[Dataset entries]
------------------------------------------------------------
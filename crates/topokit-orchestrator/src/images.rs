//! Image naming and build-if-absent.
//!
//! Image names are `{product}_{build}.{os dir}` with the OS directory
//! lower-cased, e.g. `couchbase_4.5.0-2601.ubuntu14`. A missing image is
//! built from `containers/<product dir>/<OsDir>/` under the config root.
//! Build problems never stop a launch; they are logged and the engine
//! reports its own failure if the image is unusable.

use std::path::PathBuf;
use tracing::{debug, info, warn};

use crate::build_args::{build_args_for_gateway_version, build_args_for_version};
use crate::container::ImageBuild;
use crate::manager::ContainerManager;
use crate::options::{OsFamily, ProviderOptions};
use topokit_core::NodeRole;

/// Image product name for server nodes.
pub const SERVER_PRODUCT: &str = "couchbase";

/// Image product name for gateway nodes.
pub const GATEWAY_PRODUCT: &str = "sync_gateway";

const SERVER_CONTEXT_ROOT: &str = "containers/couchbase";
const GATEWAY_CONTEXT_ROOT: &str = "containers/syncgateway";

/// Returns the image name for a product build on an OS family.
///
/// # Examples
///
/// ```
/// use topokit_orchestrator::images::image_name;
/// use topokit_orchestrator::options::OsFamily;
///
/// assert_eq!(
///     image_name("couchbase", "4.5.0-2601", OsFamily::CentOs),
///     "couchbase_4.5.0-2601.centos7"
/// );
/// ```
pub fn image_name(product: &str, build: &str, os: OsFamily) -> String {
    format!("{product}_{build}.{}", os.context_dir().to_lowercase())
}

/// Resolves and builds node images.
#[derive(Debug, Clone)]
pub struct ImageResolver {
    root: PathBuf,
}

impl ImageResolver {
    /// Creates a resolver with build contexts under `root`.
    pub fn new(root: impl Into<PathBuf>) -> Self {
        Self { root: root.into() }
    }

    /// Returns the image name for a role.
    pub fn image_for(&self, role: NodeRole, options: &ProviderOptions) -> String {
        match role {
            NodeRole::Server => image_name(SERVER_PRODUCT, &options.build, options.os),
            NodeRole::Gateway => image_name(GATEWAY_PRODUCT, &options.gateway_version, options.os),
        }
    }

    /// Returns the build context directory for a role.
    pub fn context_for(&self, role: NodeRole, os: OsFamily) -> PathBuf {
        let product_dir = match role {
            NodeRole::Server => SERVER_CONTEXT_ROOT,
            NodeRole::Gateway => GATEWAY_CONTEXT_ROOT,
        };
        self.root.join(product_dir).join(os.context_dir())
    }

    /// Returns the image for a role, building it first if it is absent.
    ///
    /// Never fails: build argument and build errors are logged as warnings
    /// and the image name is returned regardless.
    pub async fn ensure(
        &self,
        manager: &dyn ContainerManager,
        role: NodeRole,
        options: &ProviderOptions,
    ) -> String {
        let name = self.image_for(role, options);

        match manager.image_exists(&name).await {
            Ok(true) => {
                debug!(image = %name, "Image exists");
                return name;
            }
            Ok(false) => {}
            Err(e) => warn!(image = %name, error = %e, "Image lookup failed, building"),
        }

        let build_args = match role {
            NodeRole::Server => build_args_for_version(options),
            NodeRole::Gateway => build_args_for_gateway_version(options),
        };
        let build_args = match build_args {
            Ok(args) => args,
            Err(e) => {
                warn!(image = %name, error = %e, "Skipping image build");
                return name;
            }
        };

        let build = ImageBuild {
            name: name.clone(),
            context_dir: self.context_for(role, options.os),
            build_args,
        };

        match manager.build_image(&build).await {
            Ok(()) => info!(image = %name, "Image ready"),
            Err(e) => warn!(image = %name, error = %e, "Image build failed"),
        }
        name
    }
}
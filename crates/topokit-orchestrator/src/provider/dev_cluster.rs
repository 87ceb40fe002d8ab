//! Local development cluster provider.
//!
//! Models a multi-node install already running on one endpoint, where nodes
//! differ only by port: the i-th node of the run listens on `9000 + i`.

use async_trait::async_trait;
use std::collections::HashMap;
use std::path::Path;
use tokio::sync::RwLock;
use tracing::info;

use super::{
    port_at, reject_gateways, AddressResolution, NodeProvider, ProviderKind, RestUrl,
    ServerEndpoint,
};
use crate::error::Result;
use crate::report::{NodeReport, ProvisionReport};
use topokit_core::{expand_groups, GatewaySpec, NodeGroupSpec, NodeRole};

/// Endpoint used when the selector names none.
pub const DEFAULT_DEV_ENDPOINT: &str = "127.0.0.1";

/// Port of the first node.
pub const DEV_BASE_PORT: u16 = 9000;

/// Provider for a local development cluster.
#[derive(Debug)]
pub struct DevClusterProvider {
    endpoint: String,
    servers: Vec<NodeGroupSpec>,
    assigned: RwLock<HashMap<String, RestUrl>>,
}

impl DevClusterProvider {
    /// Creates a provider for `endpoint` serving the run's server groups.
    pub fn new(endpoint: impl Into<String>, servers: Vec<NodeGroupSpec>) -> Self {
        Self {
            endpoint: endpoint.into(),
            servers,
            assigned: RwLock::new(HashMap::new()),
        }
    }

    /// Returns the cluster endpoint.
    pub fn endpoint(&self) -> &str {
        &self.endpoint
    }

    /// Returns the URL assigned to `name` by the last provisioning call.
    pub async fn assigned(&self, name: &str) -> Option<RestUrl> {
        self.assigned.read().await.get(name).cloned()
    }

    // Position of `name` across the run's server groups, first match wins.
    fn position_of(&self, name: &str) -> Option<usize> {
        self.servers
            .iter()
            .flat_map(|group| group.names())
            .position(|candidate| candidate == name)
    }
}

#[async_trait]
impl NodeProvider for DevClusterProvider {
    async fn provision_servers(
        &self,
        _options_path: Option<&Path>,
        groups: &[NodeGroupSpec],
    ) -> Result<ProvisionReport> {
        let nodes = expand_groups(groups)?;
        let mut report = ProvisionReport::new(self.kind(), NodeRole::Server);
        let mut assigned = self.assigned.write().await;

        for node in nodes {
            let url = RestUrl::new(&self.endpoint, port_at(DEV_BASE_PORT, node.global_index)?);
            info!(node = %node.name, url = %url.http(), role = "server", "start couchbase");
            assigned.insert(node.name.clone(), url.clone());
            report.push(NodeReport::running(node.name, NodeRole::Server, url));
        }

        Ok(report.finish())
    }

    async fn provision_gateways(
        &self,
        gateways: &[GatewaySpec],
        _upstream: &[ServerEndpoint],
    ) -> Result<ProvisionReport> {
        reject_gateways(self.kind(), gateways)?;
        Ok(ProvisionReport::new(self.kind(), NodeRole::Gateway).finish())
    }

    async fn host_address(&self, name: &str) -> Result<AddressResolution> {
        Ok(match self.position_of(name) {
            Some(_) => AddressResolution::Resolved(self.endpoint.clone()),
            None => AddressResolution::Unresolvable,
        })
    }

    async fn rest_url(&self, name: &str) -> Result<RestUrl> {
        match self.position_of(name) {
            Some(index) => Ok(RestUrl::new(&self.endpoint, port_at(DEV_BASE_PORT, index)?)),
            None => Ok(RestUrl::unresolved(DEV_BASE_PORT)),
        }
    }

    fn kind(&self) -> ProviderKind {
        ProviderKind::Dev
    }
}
------------------------------------------------------------
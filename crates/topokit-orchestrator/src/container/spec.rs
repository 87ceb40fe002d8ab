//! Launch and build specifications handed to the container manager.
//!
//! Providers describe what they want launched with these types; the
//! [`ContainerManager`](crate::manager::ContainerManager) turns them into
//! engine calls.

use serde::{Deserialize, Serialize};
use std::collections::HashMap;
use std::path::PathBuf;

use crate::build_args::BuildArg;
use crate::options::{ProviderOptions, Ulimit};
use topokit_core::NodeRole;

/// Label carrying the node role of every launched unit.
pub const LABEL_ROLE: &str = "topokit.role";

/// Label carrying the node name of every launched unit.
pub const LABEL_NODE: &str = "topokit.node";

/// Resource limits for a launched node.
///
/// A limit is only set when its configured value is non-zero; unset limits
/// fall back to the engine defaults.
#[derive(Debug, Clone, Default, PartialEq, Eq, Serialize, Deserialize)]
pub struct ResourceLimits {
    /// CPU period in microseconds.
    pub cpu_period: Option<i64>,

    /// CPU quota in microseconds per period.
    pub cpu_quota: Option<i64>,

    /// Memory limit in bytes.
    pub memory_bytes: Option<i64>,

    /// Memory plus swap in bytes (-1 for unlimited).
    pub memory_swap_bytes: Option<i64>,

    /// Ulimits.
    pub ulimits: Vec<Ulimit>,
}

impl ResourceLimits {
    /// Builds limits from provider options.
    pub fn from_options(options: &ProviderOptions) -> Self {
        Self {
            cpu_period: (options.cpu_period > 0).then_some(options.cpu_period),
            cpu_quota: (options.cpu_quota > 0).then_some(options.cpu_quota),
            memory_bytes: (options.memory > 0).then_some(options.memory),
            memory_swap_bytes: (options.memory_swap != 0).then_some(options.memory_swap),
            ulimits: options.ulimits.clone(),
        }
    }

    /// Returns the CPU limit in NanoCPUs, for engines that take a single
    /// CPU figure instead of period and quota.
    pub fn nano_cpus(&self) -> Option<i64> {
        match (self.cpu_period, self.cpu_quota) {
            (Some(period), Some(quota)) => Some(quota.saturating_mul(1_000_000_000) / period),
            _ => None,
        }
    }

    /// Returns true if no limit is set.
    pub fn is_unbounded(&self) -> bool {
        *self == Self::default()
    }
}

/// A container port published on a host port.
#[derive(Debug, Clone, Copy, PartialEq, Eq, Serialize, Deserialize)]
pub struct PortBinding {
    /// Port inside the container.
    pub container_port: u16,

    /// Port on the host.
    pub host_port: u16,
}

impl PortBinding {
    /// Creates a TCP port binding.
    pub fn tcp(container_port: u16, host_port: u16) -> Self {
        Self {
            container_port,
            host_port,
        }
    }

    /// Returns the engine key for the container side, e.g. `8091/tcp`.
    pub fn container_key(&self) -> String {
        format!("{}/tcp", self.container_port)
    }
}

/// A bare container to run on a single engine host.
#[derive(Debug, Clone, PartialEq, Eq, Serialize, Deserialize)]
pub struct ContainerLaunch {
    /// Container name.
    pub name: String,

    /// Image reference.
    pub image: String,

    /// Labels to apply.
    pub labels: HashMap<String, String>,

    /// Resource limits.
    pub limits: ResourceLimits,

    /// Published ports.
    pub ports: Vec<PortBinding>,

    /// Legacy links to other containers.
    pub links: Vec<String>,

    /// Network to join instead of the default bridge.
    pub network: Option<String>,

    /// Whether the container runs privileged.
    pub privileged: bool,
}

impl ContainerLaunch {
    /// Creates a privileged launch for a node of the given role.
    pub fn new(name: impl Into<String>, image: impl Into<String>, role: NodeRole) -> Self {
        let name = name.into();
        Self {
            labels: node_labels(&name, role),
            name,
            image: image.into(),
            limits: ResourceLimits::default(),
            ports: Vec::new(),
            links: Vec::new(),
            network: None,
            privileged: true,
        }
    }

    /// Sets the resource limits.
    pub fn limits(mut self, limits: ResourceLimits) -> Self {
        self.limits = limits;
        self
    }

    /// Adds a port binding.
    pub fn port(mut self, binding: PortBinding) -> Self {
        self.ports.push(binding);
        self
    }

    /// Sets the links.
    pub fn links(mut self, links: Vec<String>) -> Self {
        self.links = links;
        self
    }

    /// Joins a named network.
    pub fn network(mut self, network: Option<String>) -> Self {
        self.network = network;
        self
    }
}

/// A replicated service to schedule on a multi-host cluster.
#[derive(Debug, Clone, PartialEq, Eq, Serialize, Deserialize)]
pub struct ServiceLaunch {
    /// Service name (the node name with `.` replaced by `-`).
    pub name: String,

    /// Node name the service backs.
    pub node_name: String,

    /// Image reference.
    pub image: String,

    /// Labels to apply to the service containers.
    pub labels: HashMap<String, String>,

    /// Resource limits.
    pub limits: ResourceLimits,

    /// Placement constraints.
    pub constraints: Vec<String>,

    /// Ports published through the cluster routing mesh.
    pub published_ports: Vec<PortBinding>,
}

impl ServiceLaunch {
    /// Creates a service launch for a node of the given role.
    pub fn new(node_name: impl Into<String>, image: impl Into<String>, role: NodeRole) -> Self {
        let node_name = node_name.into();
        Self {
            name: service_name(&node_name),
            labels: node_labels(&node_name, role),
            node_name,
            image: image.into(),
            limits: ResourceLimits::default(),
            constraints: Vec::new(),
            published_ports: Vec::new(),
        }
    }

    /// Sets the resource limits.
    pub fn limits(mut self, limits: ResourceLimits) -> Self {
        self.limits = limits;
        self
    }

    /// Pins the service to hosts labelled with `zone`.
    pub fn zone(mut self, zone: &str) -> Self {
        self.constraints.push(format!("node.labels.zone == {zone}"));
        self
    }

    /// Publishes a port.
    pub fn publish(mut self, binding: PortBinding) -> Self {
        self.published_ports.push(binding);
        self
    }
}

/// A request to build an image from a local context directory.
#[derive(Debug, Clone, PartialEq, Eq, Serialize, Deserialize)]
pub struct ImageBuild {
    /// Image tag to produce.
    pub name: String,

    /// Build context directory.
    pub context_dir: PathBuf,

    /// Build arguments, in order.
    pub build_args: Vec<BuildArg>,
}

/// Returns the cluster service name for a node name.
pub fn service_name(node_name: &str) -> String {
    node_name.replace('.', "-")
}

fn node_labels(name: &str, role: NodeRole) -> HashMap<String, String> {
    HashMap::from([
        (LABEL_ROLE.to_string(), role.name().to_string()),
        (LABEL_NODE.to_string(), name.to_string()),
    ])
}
------------------------------------------------------------
- DIRECTIONS -
Filter the data above by the word "unit" and copy every line that matches.

- RESPONSE BOX -
/// Label carrying the node role of every launched unit.
/// Label carrying the node name of every launched unit.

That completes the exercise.